[EXERCISE INSTRUCTIONS] All entries, exactly as written, should be output again.

(Beginning of RECORD EXTRACTS)

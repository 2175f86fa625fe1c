// ABOUTME: Re-renders closure source from stored parse fragments

use std::collections::HashSet;

use crate::ast::{is_operator, Expr};
use crate::interpreter::Interpreter;
use crate::value::{Closure, Fragment, Value};

/// Produce source text for a closure that would reparse to an equivalent
/// closure: captured bindings are substituted into the stored fragment.
/// Returns None when the fragment is absent or corrupt.
pub fn reconstruct(closure: &Closure, interp: &mut Interpreter) -> Option<String> {
    let fragment: Fragment = serde_json::from_slice(&closure.fragment).ok()?;
    let shadow: HashSet<String> = fragment
        .params
        .iter()
        .map(|p| p.trim_start_matches("...").to_string())
        .collect();
    let body = render(&fragment.body, closure, interp, &shadow)?;
    Some(format!("{{{} -> {}}}", fragment.params.join(", "), body))
}

fn render(
    e: &Expr,
    closure: &Closure,
    interp: &mut Interpreter,
    shadow: &HashSet<String>,
) -> Option<String> {
    match e {
        Expr::Number { text, .. } => Some(text.clone()),
        Expr::Str { value, .. } => Some(quote(value)),
        Expr::Bool { value, .. } => Some(if *value { "true" } else { "false" }.to_string()),
        Expr::Variable { name, .. } => {
            if shadow.contains(name) {
                return Some(name.clone());
            }
            match closure.curry.get(name) {
                Some(value) => substitute(&value, name, interp),
                None => Some(name.clone()),
            }
        }
        Expr::Lambda { params, body, .. } => {
            let mut inner = shadow.clone();
            for p in params {
                inner.insert(p.trim_start_matches("...").to_string());
            }
            let body = render(body, closure, interp, &inner)?;
            Some(format!("{{{} -> {}}}", params.join(", "), body))
        }
        Expr::Call { func, args, .. } => {
            if let Expr::Variable { name, .. } = func.as_ref() {
                if is_operator(name) && args.len() == 2 {
                    let left = operand(&args[0], closure, interp, shadow)?;
                    let right = operand(&args[1], closure, interp, shadow)?;
                    return Some(format!("{left} {name} {right}"));
                }
                if is_operator(name) && args.len() == 1 {
                    let value = operand(&args[0], closure, interp, shadow)?;
                    return Some(format!("{name}{value}"));
                }
            }
            let head = render(func, closure, interp, shadow)?;
            let rendered: Option<Vec<String>> = args
                .iter()
                .map(|a| render(a, closure, interp, shadow))
                .collect();
            Some(format!("{head}({})", rendered?.join(", ")))
        }
        Expr::Index { target, index, .. } => {
            let t = operand(target, closure, interp, shadow)?;
            let i = render(index, closure, interp, shadow)?;
            Some(format!("{t}[{i}]"))
        }
        Expr::Conditional {
            test,
            then_body,
            else_body,
            ..
        } => {
            let t = render(test, closure, interp, shadow)?;
            let a = render(then_body, closure, interp, shadow)?;
            let b = render(else_body, closure, interp, shadow)?;
            Some(format!("if {t} then {a} else {b}"))
        }
        Expr::List { elements, .. } => {
            let rendered: Option<Vec<String>> = elements
                .iter()
                .map(|e| render(e, closure, interp, shadow))
                .collect();
            Some(format!("[{}]", rendered?.join(", ")))
        }
        Expr::Spread { expr, .. } => {
            let inner = render(expr, closure, interp, shadow)?;
            Some(format!("...{inner}"))
        }
        _ => None,
    }
}

/// Operands of binary operators keep their grouping explicit.
fn operand(
    e: &Expr,
    closure: &Closure,
    interp: &mut Interpreter,
    shadow: &HashSet<String>,
) -> Option<String> {
    let rendered = render(e, closure, interp, shadow)?;
    let needs_parens = matches!(
        e,
        Expr::Call { func, args, .. }
            if args.len() == 2
                && matches!(func.as_ref(), Expr::Variable { name, .. } if is_operator(name))
    );
    Some(if needs_parens {
        format!("({rendered})")
    } else {
        rendered
    })
}

/// Render a captured value in place of its name.
fn substitute(value: &Value, name: &str, interp: &mut Interpreter) -> Option<String> {
    Some(match value {
        Value::Number(n) => n.to_string_prec(interp.precision),
        Value::Bool(b) => if *b { "true" } else { "false" }.to_string(),
        Value::Str(s) => quote(s),
        Value::Closure(c) => {
            let c = c.clone();
            reconstruct(&c, interp).unwrap_or_else(|| name.to_string())
        }
        Value::Builtin(b) => b.func.name.clone(),
        Value::List(_) => interp.render_value(value, true).ok()?,
        Value::PrintEffect(p) => substitute(&p.value, name, interp)?,
        Value::Placeholder => "_".to_string(),
    })
}

fn quote(s: &str) -> String {
    let mut out = String::with_capacity(s.len() + 2);
    out.push('"');
    for c in s.chars() {
        match c {
            '"' => out.push_str("\\\""),
            '\\' => out.push_str("\\\\"),
            '\n' => out.push_str("\\n"),
            '\t' => out.push_str("\\t"),
            other => out.push(other),
        }
    }
    out.push('"');
    out
}

#[cfg(test)]
mod tests {
    use super::*;

    #[test]
    fn test_quote_escapes() {
        assert_eq!(quote("plain"), "\"plain\"");
        assert_eq!(quote("a\"b"), "\"a\\\"b\"");
        assert_eq!(quote("line\nbreak"), "\"line\\nbreak\"");
    }

    #[test]
    fn test_reconstruct_roundtrips_through_parser() {
        let mut interp = Interpreter::with_capture(15, 1000, None);
        let rendered = interp
            .run_source("{x, y -> if x < y then x else y}", "t.nfu", false)
            .expect("run");
        let reparsed = crate::parser::parse(&rendered[0]).expect("reparse");
        assert_eq!(reparsed.len(), 1);
    }

    #[test]
    fn test_corrupt_fragment_degrades() {
        let mut interp = Interpreter::with_capture(15, 1000, None);
        let closure = Closure {
            params: vec![],
            body: Expr::Bool {
                value: true,
                pos: crate::ast::Pos::default(),
            },
            curry: crate::env::Env::new(),
            module: String::new(),
            fragment: vec![1, 2, 3],
        };
        assert!(reconstruct(&closure, &mut interp).is_none());
    }
}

(End of RECORD EXTRACTS)

[ANSWER BOX]
repository 2175f86fa625fe1c
// ABOUTME: Re-renders closure source from stored parse fragments

use std::collections::HashSet;

use crate::ast::{is_operator, Expr};
use crate::interpreter::Interpreter;
use crate::value::{Closure, Fragment, Value};

/// Produce source text for a closure that would reparse to an equivalent
/// closure: captured bindings are substituted into the stored fragment.
/// Returns None when the fragment is absent or corrupt.
pub fn reconstruct(closure: &Closure, interp: &mut Interpreter) -> Option<String> {
    let fragment: Fragment = serde_json::from_slice(&closure.fragment).ok()?;
    let shadow: HashSet<String> = fragment
        .params
        .iter()
        .map(|p| p.trim_start_matches("...").to_string())
        .collect();
    let body = render(&fragment.body, closure, interp, &shadow)?;
    Some(format!("{{{} -> {}}}", fragment.params.join(", "), body))
}

fn render(
    e: &Expr,
    closure: &Closure,
    interp: &mut Interpreter,
    shadow: &HashSet<String>,
) -> Option<String> {
    match e {
        Expr::Number { text, .. } => Some(text.clone()),
        Expr::Str { value, .. } => Some(quote(value)),
        Expr::Bool { value, .. } => Some(if *value { "true" } else { "false" }.to_string()),
        Expr::Variable { name, .. } => {
            if shadow.contains(name) {
                return Some(name.clone());
            }
            match closure.curry.get(name) {
                Some(value) => substitute(&value, name, interp),
                None => Some(name.clone()),
            }
        }
        Expr::Lambda { params, body, .. } => {
            let mut inner = shadow.clone();
            for p in params {
                inner.insert(p.trim_start_matches("...").to_string());
            }
            let body = render(body, closure, interp, &inner)?;
            Some(format!("{{{} -> {}}}", params.join(", "), body))
        }
        Expr::Call { func, args, .. } => {
            if let Expr::Variable { name, .. } = func.as_ref() {
                if is_operator(name) && args.len() == 2 {
                    let left = operand(&args[0], closure, interp, shadow)?;
                    let right = operand(&args[1], closure, interp, shadow)?;
                    return Some(format!("{left} {name} {right}"));
                }
                if is_operator(name) && args.len() == 1 {
                    let value = operand(&args[0], closure, interp, shadow)?;
                    return Some(format!("{name}{value}"));
                }
            }
            let head = render(func, closure, interp, shadow)?;
            let rendered: Option<Vec<String>> = args
                .iter()
                .map(|a| render(a, closure, interp, shadow))
                .collect();
            Some(format!("{head}({})", rendered?.join(", ")))
        }
        Expr::Index { target, index, .. } => {
            let t = operand(target, closure, interp, shadow)?;
            let i = render(index, closure, interp, shadow)?;
            Some(format!("{t}[{i}]"))
        }
        Expr::Conditional {
            test,
            then_body,
            else_body,
            ..
        } => {
            let t = render(test, closure, interp, shadow)?;
            let a = render(then_body, closure, interp, shadow)?;
            let b = render(else_body, closure, interp, shadow)?;
            Some(format!("if {t} then {a} else {b}"))
        }
        Expr::List { elements, .. } => {
            let rendered: Option<Vec<String>> = elements
                .iter()
                .map(|e| render(e, closure, interp, shadow))
                .collect();
            Some(format!("[{}]", rendered?.join(", ")))
        }
        Expr::Spread { expr, .. } => {
            let inner = render(expr, closure, interp, shadow)?;
            Some(format!("...{inner}"))
        }
        _ => None,
    }
}

/// Operands of binary operators keep their grouping explicit.
fn operand(
    e: &Expr,
    closure: &Closure,
    interp: &mut Interpreter,
    shadow: &HashSet<String>,
) -> Option<String> {
    let rendered = render(e, closure, interp, shadow)?;
    let needs_parens = matches!(
        e,
        Expr::Call { func, args, .. }
            if args.len() == 2
                && matches!(func.as_ref(), Expr::Variable { name, .. } if is_operator(name))
    );
    Some(if needs_parens {
        format!("({rendered})")
    } else {
        rendered
    })
}

/// Render a captured value in place of its name.
fn substitute(value: &Value, name: &str, interp: &mut Interpreter) -> Option<String> {
    Some(match value {
        Value::Number(n) => n.to_string_prec(interp.precision),
        Value::Bool(b) => if *b { "true" } else { "false" }.to_string(),
        Value::Str(s) => quote(s),
        Value::Closure(c) => {
            let c = c.clone();
            reconstruct(&c, interp).unwrap_or_else(|| name.to_string())
        }
        Value::Builtin(b) => b.func.name.clone(),
        Value::List(_) => interp.render_value(value, true).ok()?,
        Value::PrintEffect(p) => substitute(&p.value, name, interp)?,
        Value::Placeholder => "_".to_string(),
    })
}

fn quote(s: &str) -> String {
    let mut out = String::with_capacity(s.len() + 2);
    out.push('"');
    for c in s.chars() {
        match c {
            '"' => out.push_str("\\\""),
            '\\' => out.push_str("\\\\"),
            '\n' => out.push_str("\\n"),
            '\t' => out.push_str("\\t"),
            other => out.push(other),
        }
    }
    out.push('"');
    out
}

#[cfg(test)]
mod tests {
    use super::*;

    #[test]
    fn test_quote_escapes() {
        assert_eq!(quote("plain"), "\"plain\"");
        assert_eq!(quote("a\"b"), "\"a\\\"b\"");
        assert_eq!(quote("line\nbreak"), "\"line\\nbreak\"");
    }

    #[test]
    fn test_reconstruct_roundtrips_through_parser() {
        let mut interp = Interpreter::with_capture(15, 1000, None);
        let rendered = interp
            .run_source("{x, y -> if x < y then x else y}", "t.nfu", false)
            .expect("run");
        let reparsed = crate::parser::parse(&rendered[0]).expect("reparse");
        assert_eq!(reparsed.len(), 1);
    }

    #[test]
    fn test_corrupt_fragment_degrades() {
        let mut interp = Interpreter::with_capture(15, 1000, None);
        let closure = Closure {
            params: vec![],
            body: Expr::Bool {
                value: true,
                pos: crate::ast::Pos::default(),
            },
            curry: crate::env::Env::new(),
            module: String::new(),
            fragment: vec![1, 2, 3],
        };
        assert!(reconstruct(&closure, &mut interp).is_none());
    }
}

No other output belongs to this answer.